Work instruction
Copy the listing below in full, exactly as given.

[[ Supplied information, beginning ]]

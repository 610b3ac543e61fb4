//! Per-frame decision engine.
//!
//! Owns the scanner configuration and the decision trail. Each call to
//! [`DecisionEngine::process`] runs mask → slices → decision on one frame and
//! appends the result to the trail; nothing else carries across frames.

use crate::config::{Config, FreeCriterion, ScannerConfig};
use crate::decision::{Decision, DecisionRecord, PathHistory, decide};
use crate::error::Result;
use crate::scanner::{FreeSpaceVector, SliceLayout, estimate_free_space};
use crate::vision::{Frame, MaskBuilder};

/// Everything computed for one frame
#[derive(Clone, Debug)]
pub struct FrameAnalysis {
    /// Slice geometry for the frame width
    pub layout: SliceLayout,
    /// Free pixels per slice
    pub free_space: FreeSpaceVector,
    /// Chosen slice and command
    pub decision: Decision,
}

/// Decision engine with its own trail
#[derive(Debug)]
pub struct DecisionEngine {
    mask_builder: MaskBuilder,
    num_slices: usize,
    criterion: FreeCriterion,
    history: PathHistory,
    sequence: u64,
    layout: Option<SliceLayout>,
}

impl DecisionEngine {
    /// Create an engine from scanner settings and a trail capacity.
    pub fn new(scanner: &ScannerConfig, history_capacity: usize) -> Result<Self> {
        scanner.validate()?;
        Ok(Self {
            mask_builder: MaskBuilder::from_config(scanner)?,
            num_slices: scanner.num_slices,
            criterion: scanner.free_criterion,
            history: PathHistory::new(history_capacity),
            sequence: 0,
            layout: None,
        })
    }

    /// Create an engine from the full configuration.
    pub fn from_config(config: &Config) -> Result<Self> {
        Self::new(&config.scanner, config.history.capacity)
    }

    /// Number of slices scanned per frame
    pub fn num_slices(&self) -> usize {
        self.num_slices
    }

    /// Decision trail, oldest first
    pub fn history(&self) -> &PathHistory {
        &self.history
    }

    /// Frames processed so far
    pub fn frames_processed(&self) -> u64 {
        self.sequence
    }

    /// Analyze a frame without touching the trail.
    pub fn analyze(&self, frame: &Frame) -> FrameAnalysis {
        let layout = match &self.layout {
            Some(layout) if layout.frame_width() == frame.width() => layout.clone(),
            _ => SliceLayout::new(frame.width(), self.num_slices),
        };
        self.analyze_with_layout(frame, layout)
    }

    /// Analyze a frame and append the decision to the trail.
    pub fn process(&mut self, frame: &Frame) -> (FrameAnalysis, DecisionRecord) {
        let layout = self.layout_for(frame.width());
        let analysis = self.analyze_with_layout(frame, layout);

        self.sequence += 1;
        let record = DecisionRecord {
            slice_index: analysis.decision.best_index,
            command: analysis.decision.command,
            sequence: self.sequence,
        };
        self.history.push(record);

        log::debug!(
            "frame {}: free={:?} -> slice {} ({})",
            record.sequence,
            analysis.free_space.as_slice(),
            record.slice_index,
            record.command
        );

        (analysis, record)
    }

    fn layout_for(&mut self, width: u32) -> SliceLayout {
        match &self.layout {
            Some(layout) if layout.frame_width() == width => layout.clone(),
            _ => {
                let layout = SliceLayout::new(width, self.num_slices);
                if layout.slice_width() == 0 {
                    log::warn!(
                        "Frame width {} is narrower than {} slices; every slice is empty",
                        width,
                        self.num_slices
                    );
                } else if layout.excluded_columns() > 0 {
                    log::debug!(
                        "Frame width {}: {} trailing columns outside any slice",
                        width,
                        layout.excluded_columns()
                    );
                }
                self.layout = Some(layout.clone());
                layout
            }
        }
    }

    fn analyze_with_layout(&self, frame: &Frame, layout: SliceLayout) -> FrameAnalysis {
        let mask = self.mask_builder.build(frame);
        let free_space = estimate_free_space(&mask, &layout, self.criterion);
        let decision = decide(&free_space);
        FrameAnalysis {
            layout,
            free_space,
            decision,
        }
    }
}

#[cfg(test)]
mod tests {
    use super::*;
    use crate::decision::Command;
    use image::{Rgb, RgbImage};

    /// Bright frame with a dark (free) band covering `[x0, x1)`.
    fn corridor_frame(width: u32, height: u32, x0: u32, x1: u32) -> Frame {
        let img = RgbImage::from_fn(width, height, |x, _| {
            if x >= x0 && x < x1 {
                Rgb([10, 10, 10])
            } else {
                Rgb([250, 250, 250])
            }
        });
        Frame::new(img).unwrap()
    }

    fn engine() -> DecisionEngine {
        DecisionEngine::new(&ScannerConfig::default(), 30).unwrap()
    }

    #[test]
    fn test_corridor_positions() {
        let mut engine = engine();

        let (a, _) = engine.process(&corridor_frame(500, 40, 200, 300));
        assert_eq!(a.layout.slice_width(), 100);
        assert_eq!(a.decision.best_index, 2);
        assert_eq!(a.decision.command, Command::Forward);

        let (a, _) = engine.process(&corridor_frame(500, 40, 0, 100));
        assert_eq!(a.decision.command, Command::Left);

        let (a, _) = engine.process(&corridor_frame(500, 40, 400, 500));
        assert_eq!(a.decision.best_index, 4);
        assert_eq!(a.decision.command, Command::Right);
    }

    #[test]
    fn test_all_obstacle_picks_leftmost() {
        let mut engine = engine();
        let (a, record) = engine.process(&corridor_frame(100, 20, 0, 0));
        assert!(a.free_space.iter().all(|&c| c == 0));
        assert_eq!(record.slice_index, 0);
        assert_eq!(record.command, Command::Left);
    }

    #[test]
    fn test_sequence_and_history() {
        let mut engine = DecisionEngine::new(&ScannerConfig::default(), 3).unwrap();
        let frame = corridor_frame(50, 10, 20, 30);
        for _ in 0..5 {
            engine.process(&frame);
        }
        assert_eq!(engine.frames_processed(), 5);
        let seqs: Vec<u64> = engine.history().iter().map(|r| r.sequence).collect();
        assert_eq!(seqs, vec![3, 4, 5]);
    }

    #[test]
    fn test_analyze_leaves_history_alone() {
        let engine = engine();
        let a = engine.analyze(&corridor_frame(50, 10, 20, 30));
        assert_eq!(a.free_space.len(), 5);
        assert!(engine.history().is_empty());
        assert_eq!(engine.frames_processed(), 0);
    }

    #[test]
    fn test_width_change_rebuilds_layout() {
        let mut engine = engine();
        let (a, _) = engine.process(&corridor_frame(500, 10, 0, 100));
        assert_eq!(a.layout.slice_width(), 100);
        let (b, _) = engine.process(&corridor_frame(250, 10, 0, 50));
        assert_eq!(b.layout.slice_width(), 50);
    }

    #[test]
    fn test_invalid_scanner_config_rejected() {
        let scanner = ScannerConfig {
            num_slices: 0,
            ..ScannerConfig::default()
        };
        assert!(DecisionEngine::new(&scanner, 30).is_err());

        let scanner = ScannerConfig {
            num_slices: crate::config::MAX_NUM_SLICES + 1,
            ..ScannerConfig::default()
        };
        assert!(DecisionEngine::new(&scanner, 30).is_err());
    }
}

[[ Supplied information, end ]]

Exercise result
repository 610b3ac543e61fb4
//! Per-frame decision engine.
//!
//! Owns the scanner configuration and the decision trail. Each call to
//! [`DecisionEngine::process`] runs mask → slices → decision on one frame and
//! appends the result to the trail; nothing else carries across frames.

use crate::config::{Config, FreeCriterion, ScannerConfig};
use crate::decision::{Decision, DecisionRecord, PathHistory, decide};
use crate::error::Result;
use crate::scanner::{FreeSpaceVector, SliceLayout, estimate_free_space};
use crate::vision::{Frame, MaskBuilder};

/// Everything computed for one frame
#[derive(Clone, Debug)]
pub struct FrameAnalysis {
    /// Slice geometry for the frame width
    pub layout: SliceLayout,
    /// Free pixels per slice
    pub free_space: FreeSpaceVector,
    /// Chosen slice and command
    pub decision: Decision,
}

/// Decision engine with its own trail
#[derive(Debug)]
pub struct DecisionEngine {
    mask_builder: MaskBuilder,
    num_slices: usize,
    criterion: FreeCriterion,
    history: PathHistory,
    sequence: u64,
    layout: Option<SliceLayout>,
}

impl DecisionEngine {
    /// Create an engine from scanner settings and a trail capacity.
    pub fn new(scanner: &ScannerConfig, history_capacity: usize) -> Result<Self> {
        scanner.validate()?;
        Ok(Self {
            mask_builder: MaskBuilder::from_config(scanner)?,
            num_slices: scanner.num_slices,
            criterion: scanner.free_criterion,
            history: PathHistory::new(history_capacity),
            sequence: 0,
            layout: None,
        })
    }

    /// Create an engine from the full configuration.
    pub fn from_config(config: &Config) -> Result<Self> {
        Self::new(&config.scanner, config.history.capacity)
    }

    /// Number of slices scanned per frame
    pub fn num_slices(&self) -> usize {
        self.num_slices
    }

    /// Decision trail, oldest first
    pub fn history(&self) -> &PathHistory {
        &self.history
    }

    /// Frames processed so far
    pub fn frames_processed(&self) -> u64 {
        self.sequence
    }

    /// Analyze a frame without touching the trail.
    pub fn analyze(&self, frame: &Frame) -> FrameAnalysis {
        let layout = match &self.layout {
            Some(layout) if layout.frame_width() == frame.width() => layout.clone(),
            _ => SliceLayout::new(frame.width(), self.num_slices),
        };
        self.analyze_with_layout(frame, layout)
    }

    /// Analyze a frame and append the decision to the trail.
    pub fn process(&mut self, frame: &Frame) -> (FrameAnalysis, DecisionRecord) {
        let layout = self.layout_for(frame.width());
        let analysis = self.analyze_with_layout(frame, layout);

        self.sequence += 1;
        let record = DecisionRecord {
            slice_index: analysis.decision.best_index,
            command: analysis.decision.command,
            sequence: self.sequence,
        };
        self.history.push(record);

        log::debug!(
            "frame {}: free={:?} -> slice {} ({})",
            record.sequence,
            analysis.free_space.as_slice(),
            record.slice_index,
            record.command
        );

        (analysis, record)
    }

    fn layout_for(&mut self, width: u32) -> SliceLayout {
        match &self.layout {
            Some(layout) if layout.frame_width() == width => layout.clone(),
            _ => {
                let layout = SliceLayout::new(width, self.num_slices);
                if layout.slice_width() == 0 {
                    log::warn!(
                        "Frame width {} is narrower than {} slices; every slice is empty",
                        width,
                        self.num_slices
                    );
                } else if layout.excluded_columns() > 0 {
                    log::debug!(
                        "Frame width {}: {} trailing columns outside any slice",
                        width,
                        layout.excluded_columns()
                    );
                }
                self.layout = Some(layout.clone());
                layout
            }
        }
    }

    fn analyze_with_layout(&self, frame: &Frame, layout: SliceLayout) -> FrameAnalysis {
        let mask = self.mask_builder.build(frame);
        let free_space = estimate_free_space(&mask, &layout, self.criterion);
        let decision = decide(&free_space);
        FrameAnalysis {
            layout,
            free_space,
            decision,
        }
    }
}

#[cfg(test)]
mod tests {
    use super::*;
    use crate::decision::Command;
    use image::{Rgb, RgbImage};

    /// Bright frame with a dark (free) band covering `[x0, x1)`.
    fn corridor_frame(width: u32, height: u32, x0: u32, x1: u32) -> Frame {
        let img = RgbImage::from_fn(width, height, |x, _| {
            if x >= x0 && x < x1 {
                Rgb([10, 10, 10])
            } else {
                Rgb([250, 250, 250])
            }
        });
        Frame::new(img).unwrap()
    }

    fn engine() -> DecisionEngine {
        DecisionEngine::new(&ScannerConfig::default(), 30).unwrap()
    }

    #[test]
    fn test_corridor_positions() {
        let mut engine = engine();

        let (a, _) = engine.process(&corridor_frame(500, 40, 200, 300));
        assert_eq!(a.layout.slice_width(), 100);
        assert_eq!(a.decision.best_index, 2);
        assert_eq!(a.decision.command, Command::Forward);

        let (a, _) = engine.process(&corridor_frame(500, 40, 0, 100));
        assert_eq!(a.decision.command, Command::Left);

        let (a, _) = engine.process(&corridor_frame(500, 40, 400, 500));
        assert_eq!(a.decision.best_index, 4);
        assert_eq!(a.decision.command, Command::Right);
    }

    #[test]
    fn test_all_obstacle_picks_leftmost() {
        let mut engine = engine();
        let (a, record) = engine.process(&corridor_frame(100, 20, 0, 0));
        assert!(a.free_space.iter().all(|&c| c == 0));
        assert_eq!(record.slice_index, 0);
        assert_eq!(record.command, Command::Left);
    }

    #[test]
    fn test_sequence_and_history() {
        let mut engine = DecisionEngine::new(&ScannerConfig::default(), 3).unwrap();
        let frame = corridor_frame(50, 10, 20, 30);
        for _ in 0..5 {
            engine.process(&frame);
        }
        assert_eq!(engine.frames_processed(), 5);
        let seqs: Vec<u64> = engine.history().iter().map(|r| r.sequence).collect();
        assert_eq!(seqs, vec![3, 4, 5]);
    }

    #[test]
    fn test_analyze_leaves_history_alone() {
        let engine = engine();
        let a = engine.analyze(&corridor_frame(50, 10, 20, 30));
        assert_eq!(a.free_space.len(), 5);
        assert!(engine.history().is_empty());
        assert_eq!(engine.frames_processed(), 0);
    }

    #[test]
    fn test_width_change_rebuilds_layout() {
        let mut engine = engine();
        let (a, _) = engine.process(&corridor_frame(500, 10, 0, 100));
        assert_eq!(a.layout.slice_width(), 100);
        let (b, _) = engine.process(&corridor_frame(250, 10, 0, 50));
        assert_eq!(b.layout.slice_width(), 50);
    }

    #[test]
    fn test_invalid_scanner_config_rejected() {
        let scanner = ScannerConfig {
            num_slices: 0,
            ..ScannerConfig::default()
        };
        assert!(DecisionEngine::new(&scanner, 30).is_err());

        let scanner = ScannerConfig {
            num_slices: crate::config::MAX_NUM_SLICES + 1,
            ..ScannerConfig::default()
        };
        assert!(DecisionEngine::new(&scanner, 30).is_err());
    }
}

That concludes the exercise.